Each gram of magnesium orotate brings to the body only 60/70 mg of elemental magnesium (data obtained from the values ​​reported on the label by companies producing supplements based on magnesium orotate).

It is therefore a particularly expensive salt, to the point that many users prefer to resort to cheaper products, even if - at least in theory - less bioavailable.

In some commercial products examined during the writing of this article, magnesium orotate is found alongside other less expensive salts, in order to contain the final price of the supplement. In other cases the mischief is to include in the formulation orotic acid separately. cheap magnesium salts. In any case it is good to reiterate it:

There are insufficient scientific data to attribute greater bioavailability to magnesium orotate than other organic salts and magnesium chloride.

The specific supplementation of magnesium orotate has been studied in a clinical setting especially in the field of cardiovascular diseases, thanks to the possible benefits of orotic acid.

Orotic acid

Orotic acid was originally awarded the name vitamin B13, but is no longer considered as such. In any case, orotic acid constitutes an intermediate stage in the biosynthesis of pyrimidine necessary for the synthesis of DNA and RNA. The increased availability of pyrimidine precursors for the repair of damaged tissues and for the synthesis of enzymes with antioxidant activity, could explain the still timid evidences that attribute to orotic acid a certain usefulness in case of ischemic heart disease and myocardial infarction, to limit hypoxic damage and increase cardiac efficiency

Food sources of orotic acid reside mainly in the milk of ruminants; levels of 20-100 mg / l are found in cow's milk, while levels are slightly higher in goat's and sheep's milk.

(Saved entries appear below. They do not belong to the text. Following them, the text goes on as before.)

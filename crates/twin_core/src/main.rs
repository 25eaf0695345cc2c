//! # twin_core — Cluster node
//!
//! One node of the digital-twin cluster. It owns the entities the placement
//! oracle assigns to it, forwards events for every other entity to the peer
//! that owns it, and re-runs registered mappers whenever an owned entity
//! changes.
//!
//! ## Startup Sequence
//!
//! 1. Connect to NATS (`--nats-url`, else `NATS_URL`, else localhost).
//! 2. Track cluster membership and answer snapshot requests.
//! 3. Start the routing proxy from the membership snapshot and change feed.
//! 4. Follow the mapper registry feed.
//! 5. Serve forwarded events on `twin.proxy.route.<name>` and announce the
//!    node.
//!
//! On Ctrl-C the node withdraws from the cluster and exits.

mod state;

use std::sync::Arc;
use std::time::Duration;

use anyhow::Result;
use clap::Parser;
use tracing::{error, info};
use tracing_subscriber::EnvFilter;

use twin_net::NatsConnection;
use twin_runtime::environment::watch_registry;
use twin_runtime::{
    Connector, NatsConnector, NatsResolver, RouteServer, RuntimeConfig, RuntimeContext,
    StateManager,
};

use state::EntityState;

#[derive(Parser)]
#[command(name = "twin-core", about = "Digital-twin cluster node over NATS")]
struct Args {
    /// Node name, unique within the cluster
    #[arg(short, long)]
    name: String,

    /// Application the node serves
    #[arg(long, default_value = "core")]
    app_id: String,

    /// Host advertised to peers
    #[arg(long, default_value = "127.0.0.1")]
    host: String,

    /// Port advertised to peers
    #[arg(long, default_value_t = 4222)]
    port: u16,

    /// NATS server URL
    #[arg(long)]
    nats_url: Option<String>,

    /// Bound on dialing a peer, in milliseconds
    #[arg(long, default_value_t = 3000)]
    dial_timeout_ms: u64,

    /// Bound on a forwarded event's round trip, in milliseconds
    #[arg(long, default_value_t = 10_000)]
    call_timeout_ms: u64,

    /// Nodes entities are placed on (comma separated); empty keeps every
    /// entity local
    #[arg(long, value_delimiter = ',')]
    placement_nodes: Vec<String>,

    /// Dial each peer's advertised address instead of reusing this node's
    /// connection
    #[arg(long)]
    dedicated_connections: bool,
}

impl Args {
    fn config(&self) -> RuntimeConfig {
        let mut config = RuntimeConfig::new(&self.name)
            .with_app_id(&self.app_id)
            .with_advertise(&self.host, self.port)
            .with_dial_timeout(Duration::from_millis(self.dial_timeout_ms))
            .with_call_timeout(Duration::from_millis(self.call_timeout_ms))
            .with_placement_nodes(self.placement_nodes.iter().cloned());
        if let Some(url) = &self.nats_url {
            config = config.with_nats_url(url);
        }
        config
    }
}

#[tokio::main]
async fn main() -> Result<()> {
    tracing_subscriber::fmt()
        .with_env_filter(
            EnvFilter::from_default_env()
                .add_directive("twin_core=info".parse()?)
                .add_directive("twin_runtime=info".parse()?),
        )
        .init();

    let args = Args::parse();
    let config = args.config();
    info!(node = %config.name, app_id = %config.app_id, "twin node starting");

    let url = config.nats_url();
    info!(%url, "connecting to NATS");
    let conn = NatsConnection::connect_to(&url).await?;
    info!("connected to NATS");

    let context = Arc::new(RuntimeContext::new(config));
    let resolver = Arc::new(NatsResolver::new(
        conn.clone(),
        context.config().service_info(),
    ));
    let membership = resolver.serve().await?;

    let connector: Arc<dyn Connector> = if args.dedicated_connections {
        Arc::new(NatsConnector::Dedicated)
    } else {
        Arc::new(NatsConnector::shared(conn.clone()))
    };
    let state: Arc<dyn StateManager> = Arc::new(EntityState::new(Arc::downgrade(&context)));
    let proxy = context
        .start(connector, state, resolver.clone())
        .await?;

    let registry = watch_registry(&conn, Arc::clone(context.environment())).await?;

    let server = tokio::spawn(RouteServer::new(conn.clone(), Arc::clone(&proxy)).run());
    resolver.announce().await?;
    info!(node = %context.config().name, "twin node ready");

    tokio::select! {
        result = tokio::signal::ctrl_c() => {
            result?;
            info!("shutdown requested");
        }
        result = server => {
            match result {
                Ok(Ok(())) => info!("route server exited"),
                Ok(Err(e)) => error!(%e, "route server failed"),
                Err(e) => error!(%e, "route server task panicked"),
            }
        }
    }

    if let Err(e) = resolver.withdraw().await {
        error!(%e, "failed to withdraw from the cluster");
    }
    registry.abort();
    membership.abort();
    conn.client().flush().await?;

    info!("twin node shut down");
    Ok(())
}

#[cfg(test)]
mod tests {
    use super::*;

    #[test]
    fn test_args_map_onto_config() {
        let args = Args::parse_from([
            "twin-core",
            "--name",
            "node-b",
            "--port",
            "5000",
            "--call-timeout-ms",
            "250",
            "--placement-nodes",
            "node-a,node-b",
        ]);
        let config = args.config();
        assert_eq!(config.name, "node-b");
        assert_eq!(config.app_id, "core");
        assert_eq!(config.port, 5000);
        assert_eq!(config.call_timeout, Duration::from_millis(250));
        assert_eq!(config.placement_nodes, ["node-a", "node-b"]);
        assert!(config.nats_url.is_none());
        assert!(!args.dedicated_connections);
    }
}
//! Property schema.
//!
//! A [`Config`] describes one declared property of an entity: its type,
//! search/time-series flags, and a free-form `define` map holding
//! type-specific constraints. Declarations arrive as loosely typed key/value
//! maps (JSON objects decoded into [`Node`]s) and are parsed once with
//! [`Config::parse_from`]. Redeclaring a property replaces the whole config.

use std::collections::BTreeMap;

use crate::error::ValueError;
use crate::node::{Kind, Node};

/// Keys recognised in a property declaration.
pub mod keys {
    pub const ID: &str = "id";
    pub const TYPE: &str = "type";
    pub const WEIGHT: &str = "weight";
    pub const ENABLED: &str = "enabled";
    pub const ENABLED_SEARCH: &str = "enabled_search";
    pub const ENABLED_TIME_SERIES: &str = "enabled_time_series";
    pub const DESCRIPTION: &str = "description";
    pub const LAST_TIME: &str = "last_time";
    pub const DEFINE: &str = "define";
}

/// Constraint keys interpreted by [`Config::check`].
pub mod define {
    pub const MAX: &str = "max";
    pub const MIN: &str = "min";
    pub const MAX_LENGTH: &str = "max_length";
}

/// Declarative metadata for one entity property.
#[derive(Debug, Clone, PartialEq, Default)]
pub struct Config {
    /// Property identifier.
    pub id: String,
    /// Declared value type (`int`, `float`, `string`, `struct`, ...).
    pub kind: String,
    /// Relative ordering weight.
    pub weight: i64,
    /// Whether the property is enabled. Defaults to `false`.
    pub enabled: bool,
    /// Whether the property is indexed for search.
    pub enabled_search: bool,
    /// Whether the property is recorded as a time series.
    pub enabled_time_series: bool,
    /// Free-form description.
    pub description: String,
    /// Last modification time, epoch milliseconds.
    pub last_time: i64,
    /// Type-specific constraints, kept as declared.
    pub define: BTreeMap<String, Node>,
}

impl Config {
    /// Build a config from an untyped declaration map.
    ///
    /// Unknown keys are ignored and missing keys take their defaults. The
    /// `define` map is passed through without validation.
    ///
    /// # Errors
    ///
    /// Returns [`ValueError::InvalidConfig`] when a known key holds a value
    /// of the wrong kind.
    pub fn parse_from(map: &BTreeMap<String, Node>) -> Result<Self, ValueError> {
        let define = match map.get(keys::DEFINE) {
            None | Some(Node::Null) => BTreeMap::new(),
            Some(Node::Map(m)) => m.clone(),
            Some(other) => {
                return Err(ValueError::InvalidConfig {
                    key: keys::DEFINE,
                    expected: "map",
                    got: other.kind(),
                });
            }
        };

        Ok(Self {
            id: string_field(map, keys::ID)?,
            kind: string_field(map, keys::TYPE)?,
            weight: int_field(map, keys::WEIGHT)?,
            enabled: bool_field(map, keys::ENABLED)?,
            enabled_search: bool_field(map, keys::ENABLED_SEARCH)?,
            enabled_time_series: bool_field(map, keys::ENABLED_TIME_SERIES)?,
            description: string_field(map, keys::DESCRIPTION)?,
            last_time: int_field(map, keys::LAST_TIME)?,
            define,
        })
    }

    /// Build a config from a [`Node::Map`].
    ///
    /// # Errors
    ///
    /// Returns [`ValueError::InvalidConfig`] if `node` is not a map or a key
    /// holds a value of the wrong kind.
    pub fn from_node(node: &Node) -> Result<Self, ValueError> {
        match node {
            Node::Map(map) => Self::parse_from(map),
            other => Err(ValueError::InvalidConfig {
                key: keys::ID,
                expected: "map",
                got: other.kind(),
            }),
        }
    }

    /// Serialise back into a declaration map. Every field is emitted.
    #[must_use]
    pub fn to_map(&self) -> BTreeMap<String, Node> {
        BTreeMap::from([
            (keys::ID.to_string(), Node::from(self.id.as_str())),
            (keys::TYPE.to_string(), Node::from(self.kind.as_str())),
            (keys::WEIGHT.to_string(), Node::Int(self.weight)),
            (keys::ENABLED.to_string(), Node::Bool(self.enabled)),
            (keys::ENABLED_SEARCH.to_string(), Node::Bool(self.enabled_search)),
            (
                keys::ENABLED_TIME_SERIES.to_string(),
                Node::Bool(self.enabled_time_series),
            ),
            (
                keys::DESCRIPTION.to_string(),
                Node::from(self.description.as_str()),
            ),
            (keys::LAST_TIME.to_string(), Node::Int(self.last_time)),
            (keys::DEFINE.to_string(), Node::Map(self.define.clone())),
        ])
    }

    /// Check a value against the declared type and the constraints in
    /// `define`. `null` always passes (the property is unset).
    ///
    /// # Errors
    ///
    /// Returns [`ValueError::ConstraintViolation`] describing the first
    /// failed check.
    pub fn check(&self, value: &Node) -> Result<(), ValueError> {
        if value.is_null() {
            return Ok(());
        }

        let accepted = match self.kind.as_str() {
            "int" | "integer" => matches!(value.kind(), Kind::Int),
            "float" | "double" | "number" => matches!(value.kind(), Kind::Int | Kind::Float),
            "bool" | "boolean" => matches!(value.kind(), Kind::Bool),
            "string" => matches!(value.kind(), Kind::String),
            "array" => matches!(value.kind(), Kind::Array),
            "struct" | "object" | "map" => matches!(value.kind(), Kind::Map),
            _ => true,
        };
        if !accepted {
            return Err(self.violation(format!("expected {}, got {}", self.kind, value.kind())));
        }

        if let Some(v) = value.as_f64() {
            if let Some(max) = self.define.get(define::MAX).and_then(Node::as_f64)
                && v > max
            {
                return Err(self.violation(format!("{v} exceeds max {max}")));
            }
            if let Some(min) = self.define.get(define::MIN).and_then(Node::as_f64)
                && v < min
            {
                return Err(self.violation(format!("{v} is below min {min}")));
            }
        }

        if let (Some(s), Some(limit)) = (
            value.as_str(),
            self.define.get(define::MAX_LENGTH).and_then(Node::as_i64),
        ) && s.chars().count() as i64 > limit
        {
            return Err(self.violation(format!("length exceeds max_length {limit}")));
        }

        Ok(())
    }

    fn violation(&self, reason: String) -> ValueError {
        ValueError::ConstraintViolation {
            id: self.id.clone(),
            reason,
        }
    }
}

fn string_field(map: &BTreeMap<String, Node>, key: &'static str) -> Result<String, ValueError> {
    match map.get(key) {
        None | Some(Node::Null) => Ok(String::new()),
        Some(Node::String(s)) => Ok(s.clone()),
        Some(other) => Err(ValueError::InvalidConfig {
            key,
            expected: "string",
            got: other.kind(),
        }),
    }
}

fn int_field(map: &BTreeMap<String, Node>, key: &'static str) -> Result<i64, ValueError> {
    match map.get(key) {
        None | Some(Node::Null) => Ok(0),
        Some(node) => node.as_i64().ok_or(ValueError::InvalidConfig {
            key,
            expected: "integer",
            got: node.kind(),
        }),
    }
}

fn bool_field(map: &BTreeMap<String, Node>, key: &'static str) -> Result<bool, ValueError> {
    match map.get(key) {
        None | Some(Node::Null) => Ok(false),
        Some(Node::Bool(b)) => Ok(*b),
        Some(other) => Err(ValueError::InvalidConfig {
            key,
            expected: "bool",
            got: other.kind(),
        }),
    }
}
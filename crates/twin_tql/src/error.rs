//! Crate-level error type.

use crate::eval::EvalError;
use crate::parser::ParseError;

/// Errors returned by [`Mapper`](crate::Mapper).
#[derive(Debug, Clone, PartialEq, thiserror::Error)]
pub enum TqlError {
    /// The statement text is malformed.
    #[error("parse error at {0}")]
    Parse(#[from] ParseError),

    /// A single expression failed to evaluate.
    #[error("evaluation failed: {0}")]
    Eval(#[from] EvalError),

    /// No select field could be computed from the binding. Carries the first
    /// field's failure.
    #[error("no field could be computed: {0}")]
    NothingComputed(EvalError),
}
/// Abstract syntax tree for TQL statements.
use std::fmt;

use twin_value::{ArithOp, Node};

// ---------------------------------------------------------------------------
// Statement
// ---------------------------------------------------------------------------

/// `insert into <target> select <field> {, <field>}`
#[derive(Debug, Clone, PartialEq)]
pub struct Statement {
    pub target: String,
    pub fields: Vec<SelectField>,
}

/// One `<expr> [as <path>]` item of the select list.
#[derive(Debug, Clone, PartialEq)]
pub struct SelectField {
    pub expr: Expr,
    pub alias: Option<String>,
    /// Position of the first token of the field, for diagnostics.
    pub line: usize,
    pub col: usize,
}

// ---------------------------------------------------------------------------
// Expressions
// ---------------------------------------------------------------------------

/// A reference to a property of another entity: `entity.path.to.prop`.
#[derive(Debug, Clone, PartialEq, Eq, Hash)]
pub struct FieldRef {
    pub entity: String,
    pub path: String,
}

impl FieldRef {
    /// The binding key for this reference, `entity.path`.
    pub fn key(&self) -> String {
        format!("{}.{}", self.entity, self.path)
    }
}

impl fmt::Display for FieldRef {
    fn fmt(&self, f: &mut fmt::Formatter<'_>) -> fmt::Result {
        write!(f, "{}.{}", self.entity, self.path)
    }
}

#[derive(Debug, Clone, Copy, PartialEq, Eq)]
pub enum CmpOp {
    Eq,
    Ne,
    Gt,
    Lt,
    Ge,
    Le,
}

impl CmpOp {
    pub const fn symbol(self) -> &'static str {
        match self {
            CmpOp::Eq => "=",
            CmpOp::Ne => "!=",
            CmpOp::Gt => ">",
            CmpOp::Lt => "<",
            CmpOp::Ge => ">=",
            CmpOp::Le => "<=",
        }
    }
}

#[derive(Debug, Clone, PartialEq)]
pub enum Expr {
    /// Number or string constant.
    Literal(Node),
    /// Property of a source entity.
    Ref(FieldRef),
    /// Unary minus.
    Neg(Box<Expr>),
    /// `+ - * /`
    Arith {
        op: ArithOp,
        lhs: Box<Expr>,
        rhs: Box<Expr>,
    },
    /// `= != > < >= <=`
    Compare {
        op: CmpOp,
        lhs: Box<Expr>,
        rhs: Box<Expr>,
    },
}

impl Expr {
    /// All field references in evaluation order (left to right).
    pub fn references(&self) -> Vec<&FieldRef> {
        let mut refs = Vec::new();
        self.collect_refs(&mut refs);
        refs
    }

    fn collect_refs<'a>(&'a self, out: &mut Vec<&'a FieldRef>) {
        match self {
            Expr::Literal(_) => {}
            Expr::Ref(r) => out.push(r),
            Expr::Neg(inner) => inner.collect_refs(out),
            Expr::Arith { lhs, rhs, .. } | Expr::Compare { lhs, rhs, .. } => {
                lhs.collect_refs(out);
                rhs.collect_refs(out);
            }
        }
    }
}
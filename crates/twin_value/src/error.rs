//! Value-layer error types.

use crate::node::Kind;

/// Errors raised while addressing, combining, or validating property values.
#[derive(Debug, Clone, PartialEq, thiserror::Error)]
pub enum ValueError {
    /// The path is empty or contains an empty segment.
    #[error("invalid path '{0}'")]
    InvalidPath(String),

    /// A write tried to descend through a value that is not a container.
    #[error("cannot write '{path}' through a {kind} value")]
    PathConflict {
        /// The full path being written.
        path: String,
        /// The kind of the value blocking the write.
        kind: Kind,
    },

    /// The operands do not support the operator.
    #[error("cannot apply '{op}' to {left} and {right}")]
    TypeMismatch {
        /// Operator symbol.
        op: &'static str,
        /// Kind of the left operand.
        left: Kind,
        /// Kind of the right operand.
        right: Kind,
    },

    /// Integer or float division by zero.
    #[error("division by zero")]
    DivisionByZero,

    /// A known schema key carried a value of the wrong kind.
    #[error("invalid config field '{key}': expected {expected}, got {got}")]
    InvalidConfig {
        /// The offending key.
        key: &'static str,
        /// Human-readable expected kind.
        expected: &'static str,
        /// The kind actually found.
        got: Kind,
    },

    /// A value does not satisfy the property's declared constraints.
    #[error("property '{id}' violates constraint: {reason}")]
    ConstraintViolation {
        /// Property identifier.
        id: String,
        /// What was violated.
        reason: String,
    },

    /// Bytes could not be decoded as a JSON value.
    #[error("invalid JSON value: {0}")]
    Json(String),
}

The orotic acid associated with magnesium would be useful to limit the loss of the cation through the urine, prolonging its half-life.

SAFETY OF OROTIC ACID: EFSA, the European authority that evaluates the safety of food, has concluded that the use of orotate as a source of various minerals and choline added for nutritional purposes to food supplements constitutes - at levels d "proposed use (1.8 - 6206 mg / day) - reason for safety concern, in consideration of the effect emerged in animal experiments according to which orotic acid favors the formation of tumors initiated by various known carcinogenic substances.

Bibliography:

Magnes Res. 2001 Dec; 14: 257-62.

Bioavailability of US commercial magnesium preparations.

Firoz M, Graber M.

Vestn Ross Akad Med Nauk. 2010;: 29-37.

Comparative study of magnesium salts bioavailability in rats fed a magnesium-deficient diet].

Spasov AA, Petrov VI, Iezhitsa IN, Kravchenko MS, Kharitonova MV, Ozerov AA.

Magnes Res. 2005 Dec; 18: 215-23.

Study of magnesium bioavailability from ten organic and inorganic Mg salts in Mg-depleted rats using a stable isotope approach.

Coudray C, Rambeau M, Feillet-Coudray C, Gueux E, Tressol JC, Mazur A, Rayssiguier Y.

Rom J Intern Med. 2004; 42: 491-501.

Magnesium orotate - experimental and clinical evidence.

Classen HG.

Int J Cardiol. 2009 Jan 9; 131: 293-5.

Magnesium orotate in severe congestive heart failure (MACH).

Stepura OB, Martynow AI.

Rom J Intern Med. 1999 Jan-Mar; 37: 91-7.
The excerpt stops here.